On Nov 22, 3:34 am, Raul Parolari <raulparol... / gmail.com> wrote:
> RichardOnRails wrote:
> > Hi Raul,
>
> > I like your "battle plan"..
> > I especially appreciate your showing me how a regex can be written to
> > handle an arbitrary number of dot-separated numbers (rather than hard-
> > code distinct sub-expressions).
>
> >>   if  line =~ /^ (.*?) [a-zA-Z] /x
>
> > I thought I could simply remove the question-mark.
> > So, your question mark is clearly working,  but HOW?
>
> Richard
>
> I saw that Gavin has given you (in another thread) a general tutorial on
> this. I add a simpler explanation just in the context of the problem we
> treated;
>
>   .*  means 'as many characters as possible'
>
> Now, the point 1 of the 'battle plan' was (I quote):
> "1) we first collect everything until the first letter (not included);
> we
> will consider this the Prefix."
>
> So we want to tell the Regexp Engine: "as few characters as possible
> until you see a letter (a-zA-Z), then stop right there!".
>
> Let's examine the 2 expressions, with and without the question mark:
>
>            (.*?)                      [a-zA-Z]
>  minimal nr of chars needed until ..  1st letter
>
>            (.*)                       [a-zA-Z]
>  as many chars you can get
>  possible get away with,  and then ..  a letter
>
> An example:
>
> s="2.1Topic 2.1"
>
> md = s.match( /^ (.*?) [a-zA-Z] /x )
> md[1]  # => "2.1"
>
> md = s.match( /^ (.*) [a-zA-Z] /x )
> md[1]  # => "2.1Topi"
>
> Have you seen? Both expressions were satisfied, but in different ways:
> a) the first (with .*?) tried to find the minimal number of characters
> until the first letter, and so it stopped when it found the 'T' of
> Topic.
>
> b) the second expression tried to find as many characters as possible,
> only bounded by having to then find a letter, so it stopped at the 'c'
> of Topic.
>
> With sense of humour, somebody observed that ".*? values contentment
> over greed"; and since then the ".*?" were called "not greedy", while
> the ".*" were called "greedy".
>
> [I stop here as Gavin described to you '.+" & co].
>
> One advice: the key to learn the regular expression is to read a good
> book (just trying them drives one insane) while experimenting (just
> reading drives one insane too). The time spent pays you back very
> quickly at the first serious exercise (as you can develop a
> 'battle-plan' rather than a 'guerrilla war' with the regexps).
>
> I am glad that you found the script useful, and I hope that this helped
> too
>
> Raul
> --
> Posted viahttp://www.ruby-forum.com/.

Hi Raul,

Thank you very much for your expanded analysis.

> I saw that Gavin has given you (in another thread) ...

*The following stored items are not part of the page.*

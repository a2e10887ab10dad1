//! Configuration errors
//!
//! The simulation itself never fails: rejected gameplay transitions are
//! reported as events. The only failure surface is the level and tuning
//! handed in by the host, which is checked once before the first tick.

/// A level or tuning value that would produce a broken or unsolvable game.
#[derive(Debug, Clone, PartialEq, thiserror::Error)]
pub enum ConfigurationError {
    #[error("level has no platforms")]
    EmptyLevel,

    #[error("platform {index} is invalid: {reason}")]
    InvalidPlatform { index: usize, reason: String },

    #[error("goal is invalid: {reason}")]
    InvalidGoal { reason: String },

    #[error("goal at ({x}, {y}) is out of reach from every surface below it")]
    UnreachableGoal { x: f32, y: f32 },

    #[error("spawn is invalid: {reason}")]
    SpawnOutOfBounds { reason: String },

    #[error("world size must be positive, got {width}x{height}")]
    InvalidWorld { width: f32, height: f32 },

    #[error("tuning field `{field}` is invalid: {reason}")]
    InvalidTuning { field: &'static str, reason: String },

    #[error("failed to parse configuration: {0}")]
    Parse(String),
}

impl From<serde_json::Error> for ConfigurationError {
    fn from(err: serde_json::Error) -> Self {
        ConfigurationError::Parse(err.to_string())
    }
}

#[cfg(test)]
mod tests {
    use super::*;

    #[test]
    fn test_messages_name_the_offender() {
        let err = ConfigurationError::InvalidPlatform {
            index: 2,
            reason: "width must be positive".into(),
        };
        assert_eq!(err.to_string(), "platform 2 is invalid: width must be positive");

        let err = ConfigurationError::InvalidTuning {
            field: "gravity",
            reason: "must be positive".into(),
        };
        assert!(err.to_string().contains("`gravity`"));
    }

    #[test]
    fn test_json_errors_become_parse_errors() {
        let err: ConfigurationError = serde_json::from_str::<u32>("nope").unwrap_err().into();
        assert!(matches!(err, ConfigurationError::Parse(_)));
    }
}
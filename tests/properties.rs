//! Property tests for the physics and superposition invariants

use glam::Vec2;
use proptest::prelude::*;
use quantum_leap::sim::{
    Body, Contact, GameState, Goal, Platform, Rect, SimEvent, TickInput, candidates_for,
    enter_superposition, integrate, select_at, tick,
};
use quantum_leap::{Level, Tuning};

fn open_level(platform: Platform) -> Level {
    Level {
        world: Vec2::new(800.0, 600.0),
        platforms: vec![platform],
        goal: Goal::new(760.0, platform.surface() - 40.0, 40.0),
        spawn: Rect::new(0.0, 0.0, 30.0, 30.0),
    }
}

proptest! {
    #[test]
    fn gravity_grows_dy_every_airborne_tick(
        x in 0.0f32..770.0,
        y in 0.0f32..200.0,
        gravity in 0.1f32..2.0,
    ) {
        let tuning = Tuning { gravity, ..Tuning::default() };
        let mut state = GameState::new(&Level::default());
        state.platforms.clear();
        // Out of reach so the fall never ends in a win
        state.goal = Goal::new(-100.0, -100.0, 10.0);
        state.body.pos = Vec2::new(x, y);

        loop {
            let before = state.body.vel.y;
            tick(&mut state, &TickInput::default(), &tuning);
            if state.body.on_ground {
                prop_assert_eq!(state.body.vel.y, 0.0);
                break;
            }
            prop_assert_eq!(state.body.vel.y, before + gravity);
            prop_assert!(state.body.vel.y > before);
        }
    }

    #[test]
    fn falling_body_lands_exactly_on_surface(
        surface in 100u16..580,
        drop in 1u16..300,
        offset in 0u16..170,
    ) {
        let surface = surface as f32;
        let platform = Platform::new(300.0, surface, 200.0, 20.0);
        let mut body = Body::new(Rect::new(
            300.0 + offset as f32,
            (surface - 30.0 - drop as f32).max(-400.0),
            30.0,
            30.0,
        ));

        let mut contact = Contact::Airborne;
        for _ in 0..200 {
            contact = integrate(&mut body, &[platform], 600.0, 0.5);
            if contact != Contact::Airborne {
                break;
            }
        }
        prop_assert_eq!(contact, Contact::Platform(0));
        prop_assert!(body.on_ground);
        prop_assert_eq!(body.vel.y, 0.0);
        prop_assert_eq!(body.pos.y + body.size.y, surface);
    }

    #[test]
    fn candidates_follow_fixed_offsets(
        x in -1000.0f32..1000.0,
        y in -1000.0f32..1000.0,
        left in any::<bool>(),
    ) {
        let leaps = Tuning::default().leaps;
        let facing = if left { -1.0 } else { 1.0 };
        let c = candidates_for(Vec2::new(x, y), facing, &leaps);
        prop_assert_eq!(c.len(), 3);
        prop_assert_eq!(c[0], Vec2::new(x + 250.0 * facing, y - 120.0));
        prop_assert_eq!(c[1], Vec2::new(x + 100.0 * facing, y - 180.0));
        prop_assert_eq!(c[2], Vec2::new(x + 100.0 * facing, y - 20.0));
    }

    #[test]
    fn airborne_enter_is_a_no_op(
        x in 0.0f32..770.0,
        y in 0.0f32..300.0,
        dy in -12.0f32..12.0,
    ) {
        let tuning = Tuning::default();
        let mut state = GameState::new(&open_level(Platform::new(0.0, 580.0, 800.0, 20.0)));
        state.body.pos = Vec2::new(x, y);
        state.body.vel.y = dy;
        state.body.on_ground = false;

        let before = state.clone();
        let event = enter_superposition(&mut state, &TickInput::default(), &tuning);
        prop_assert!(event.is_rejection());
        prop_assert_eq!(state, before);
    }

    #[test]
    fn missed_selection_keeps_superposition(
        px in 0.0f32..800.0,
        py in 0.0f32..600.0,
    ) {
        let tuning = Tuning::default();
        let mut state = GameState::new(&open_level(Platform::new(0.0, 500.0, 800.0, 20.0)));
        state.body.pos = Vec2::new(100.0, 470.0);
        state.body.on_ground = true;
        enter_superposition(&mut state, &TickInput::default(), &tuning);

        let hits_ghost = state
            .superposition
            .ghost_rects(state.body.size)
            .iter()
            .any(|r| r.contains_point(Vec2::new(px, py)));
        let before = state.clone();
        let event = select_at(&mut state, Vec2::new(px, py));

        if hits_ghost {
            prop_assert!(
                matches!(event, SimEvent::Collapsed { .. }),
                "expected a collapse, got {:?}",
                event
            );
            prop_assert!(!state.superposition.active);
            prop_assert!(state.superposition.candidates.is_empty());
        } else {
            prop_assert_eq!(event, SimEvent::CollapseMissed);
            prop_assert_eq!(state, before);
        }
    }
}

#[test]
fn candidates_at_100_200_facing_right() {
    let leaps = Tuning::default().leaps;
    assert_eq!(
        candidates_for(Vec2::new(100.0, 200.0), 1.0, &leaps),
        vec![
            Vec2::new(350.0, 80.0),
            Vec2::new(200.0, 20.0),
            Vec2::new(200.0, 180.0)
        ]
    );
}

I started a new thread on the "(.*?)" because this thread was getting
too long.  And Gavin tuning me on to "greedy" was a big boost.  That
let me find some relevant stuff in "Mastering Reglar Expressions, 2nd
ed."

> An example: ...

Your example is great.  I went back to Hal Fulton's "The Ruby Way, 2nd
ed." and http://www.ruby-doc.org/core/classes/Regexp.html for
additional Regexp#match documentation.

Not withstanding your exposition and the documentation cited,  my
reptilian brain refuses acceptance on this issue.  But by running the
examples given and some of my own construction,  I should get over
this hump.  (I wrote my own NFSA in C for a client's application
roughly 30 year's ago, so I should be equal to the task.)

I'm not going expose my ignorance with any further questions on this
matter.  I'll do my homework :-)

With thanks and best wishes,
Richard